Friday, September 08, 2006

Parsi funeral rites controversy

Zoroastrians in the news again!

For four years we lived on Malabar Hill, adjacent to the Towers of Silence. I've walked and driven past a gazillion times, heading down from Hanging Gardens to Kemps Corner ... as a teenager, it just seemed way too cool in an icky, morbid, Tales of the Crypt kinda way ... the thick trees seemed dark and menacing as they hid what lay within. There were always anecdotal tales a a human limb or two dropping into someone's balcony from the claws of a carless carrion bird.
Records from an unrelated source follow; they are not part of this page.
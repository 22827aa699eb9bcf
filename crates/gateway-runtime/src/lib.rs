//! # Gateway Runtime
//!
//! Hosts one gateway instance. The library half exists so the wiring can be
//! exercised from tests; `main.rs` is the process entry point.
//!
//! ## Wiring
//!
//! ```text
//!                  ┌──────────────── HandlerRegistry ────────────────┐
//!  Processor ────→ │ HeartBeatTracker        (StatusNotification)     │
//!                  │ ExecutionRequestHandler (ExecutionRequest) ──────┼──→ work queue
//!                  └──────────────────────────────┬───────────────────┘
//!                                                 │ replies
//!                                                 ↓
//!                                   BackendNotifier → MessageSender
//! ```

pub mod handlers;

use bus_gateway::{
    BackendNotifier, BrokerClient, ConfigError, ConnectionState, ExecutionRequest,
    FrontendRequester, GatewayConfig, HandlerRegistry, HealthCell, MessageSender, Processor,
    Shutdown, StatusNotification, TenantContext,
};
use parking_lot::Mutex;
use std::sync::Arc;
use thiserror::Error;
use tokio::sync::mpsc;
use tokio::task::JoinHandle;
use tracing::{error, info};

pub use handlers::{ExecutionRequestHandler, HeartBeatRecord, HeartBeatTracker};

/// Name stamped on heartbeats sent by this process.
pub const SERVICE_NAME: &str = env!("CARGO_PKG_NAME");

/// Version stamped on heartbeats sent by this process.
pub const SERVICE_VERSION: &str = env!("CARGO_PKG_VERSION");

/// Work requests buffered before the handler applies back-pressure.
pub const WORK_QUEUE_CAPACITY: usize = 256;

/// Runtime lifecycle errors
#[derive(Debug, Error)]
pub enum RuntimeError {
    #[error("Invalid configuration: {0}")]
    Config(#[from] ConfigError),

    #[error("Runtime already started")]
    AlreadyStarted,
}

/// One gateway instance: processor, producer and handlers.
pub struct GatewayRuntime {
    config: GatewayConfig,
    health: Arc<HealthCell>,
    processor: Arc<Processor>,
    sender: Arc<MessageSender>,
    heartbeats: Arc<HeartBeatTracker>,
    work: Mutex<Option<mpsc::Receiver<ExecutionRequest>>>,
    shutdown: Shutdown,
    task: Mutex<Option<JoinHandle<()>>>,
}

impl GatewayRuntime {
    /// Build the registry, producer and processor.
    ///
    /// Nothing connects until [`GatewayRuntime::start`].
    ///
    /// # Errors
    ///
    /// `RuntimeError::Config` if `config` does not validate.
    pub fn new(config: GatewayConfig, broker: Arc<dyn BrokerClient>) -> Result<Self, RuntimeError> {
        config.validate()?;
        info!(
            namespace = %config.namespace,
            topic = %config.resolved_topic(),
            subscription = %config.resolved_subscription(),
            tenant_id = ?config.tenant_id,
            "Creating gateway runtime"
        );

        let health = Arc::new(HealthCell::new());
        let sender = Arc::new(MessageSender::from_config(Arc::clone(&broker), &config));
        let heartbeats = Arc::new(HeartBeatTracker::new());
        let (executor, work) = ExecutionRequestHandler::new(
            Arc::clone(&sender),
            SERVICE_NAME,
            SERVICE_VERSION,
            WORK_QUEUE_CAPACITY,
        );

        let registry = HandlerRegistry::default()
            .with_typed::<StatusNotification, _>(Arc::clone(&heartbeats))
            .with_typed::<ExecutionRequest, _>(executor);

        let processor = Arc::new(Processor::new(
            broker,
            &config,
            Arc::new(registry),
            Arc::clone(&health),
        ));

        Ok(Self {
            config,
            health,
            processor,
            sender,
            heartbeats,
            work: Mutex::new(Some(work)),
            shutdown: Shutdown::new(),
            task: Mutex::new(None),
        })
    }

    /// Spawn the processor task. Must be called inside a Tokio runtime.
    ///
    /// # Errors
    ///
    /// `RuntimeError::AlreadyStarted` on a second call.
    pub fn start(&self) -> Result<(), RuntimeError> {
        let mut task = self.task.lock();
        if task.is_some() || self.shutdown.is_triggered() {
            return Err(RuntimeError::AlreadyStarted);
        }

        info!("===========================================");
        info!("  {} v{}", SERVICE_NAME, SERVICE_VERSION);
        info!("===========================================");

        *task = Some(tokio::spawn(
            Arc::clone(&self.processor).run(self.shutdown.signal()),
        ));
        Ok(())
    }

    /// Stop receiving, drain in-flight handlers and release the sender.
    pub async fn shutdown(&self) {
        info!("Initiating graceful shutdown...");
        self.shutdown.trigger();

        let task = self.task.lock().take();
        if let Some(task) = task {
            if let Err(e) = task.await {
                error!(error = %e, "Processor task failed");
            }
        }

        self.sender.close().await;
        info!("Shutdown complete");
    }

    /// Current broker connection state.
    #[must_use]
    pub fn health(&self) -> ConnectionState {
        self.health.current()
    }

    #[must_use]
    pub fn config(&self) -> &GatewayConfig {
        &self.config
    }

    #[must_use]
    pub fn processor(&self) -> Arc<Processor> {
        Arc::clone(&self.processor)
    }

    #[must_use]
    pub fn sender(&self) -> Arc<MessageSender> {
        Arc::clone(&self.sender)
    }

    #[must_use]
    pub fn heartbeats(&self) -> Arc<HeartBeatTracker> {
        Arc::clone(&self.heartbeats)
    }

    /// Receiving end of the work queue. Yields `Some` once.
    pub fn take_work_queue(&self) -> Option<mpsc::Receiver<ExecutionRequest>> {
        self.work.lock().take()
    }

    /// Front-end façade for `tenant_id`.
    #[must_use]
    pub fn requester(&self, tenant_id: &str, requested_by: &str) -> FrontendRequester {
        FrontendRequester::new(self.sender(), TenantContext::new(tenant_id), requested_by)
    }

    /// Back-end façade for `tenant_id`.
    #[must_use]
    pub fn notifier(&self, tenant_id: &str) -> BackendNotifier {
        BackendNotifier::new(
            self.sender(),
            TenantContext::new(tenant_id),
            SERVICE_NAME,
            SERVICE_VERSION,
        )
    }
}

#[cfg(test)]
mod tests {
    use super::*;
    use bus_gateway::InMemoryBroker;

    #[test]
    fn test_invalid_config_rejected() {
        let config = GatewayConfig {
            subscription: String::new(),
            ..GatewayConfig::default()
        };
        let result = GatewayRuntime::new(config, Arc::new(InMemoryBroker::new("ns")));
        assert!(matches!(result, Err(RuntimeError::Config(_))));
    }

    #[tokio::test]
    async fn test_start_twice_rejected() {
        let runtime =
            GatewayRuntime::new(GatewayConfig::default(), Arc::new(InMemoryBroker::new("ns")))
                .unwrap();
        runtime.start().unwrap();
        assert!(matches!(runtime.start(), Err(RuntimeError::AlreadyStarted)));
        runtime.shutdown().await;
        assert!(matches!(runtime.start(), Err(RuntimeError::AlreadyStarted)));
    }

    #[test]
    fn test_work_queue_taken_once() {
        let runtime =
            GatewayRuntime::new(GatewayConfig::default(), Arc::new(InMemoryBroker::new("ns")))
                .unwrap();
        assert!(runtime.take_work_queue().is_some());
        assert!(runtime.take_work_queue().is_none());
    }
}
Never happened to us.

Now, a Parsi woman has created a stir by photographing the rotting corpses and distributing them. (The photos, i.e!)
Pictures of rotting corpses piled at the funeral grounds, secretly snapped by a mourning woman, have sparked a furor over the ancient rituals.

When Dhun Baria learned her mother's corpse would take at least a year to decompose, she slipped into the grounds -- a place few Zoroastrians are allowed to enter -- and took photographs and video footage that have shocked her community.

Orthodox elders of the religion, whose followers are also known as Parsis, say the funeral system is working fine.

But Baria challenges that with her stack of pictures, a 15-minute video clip and thousands of handbills she has been distributing in the community showing rotting corpses and body parts.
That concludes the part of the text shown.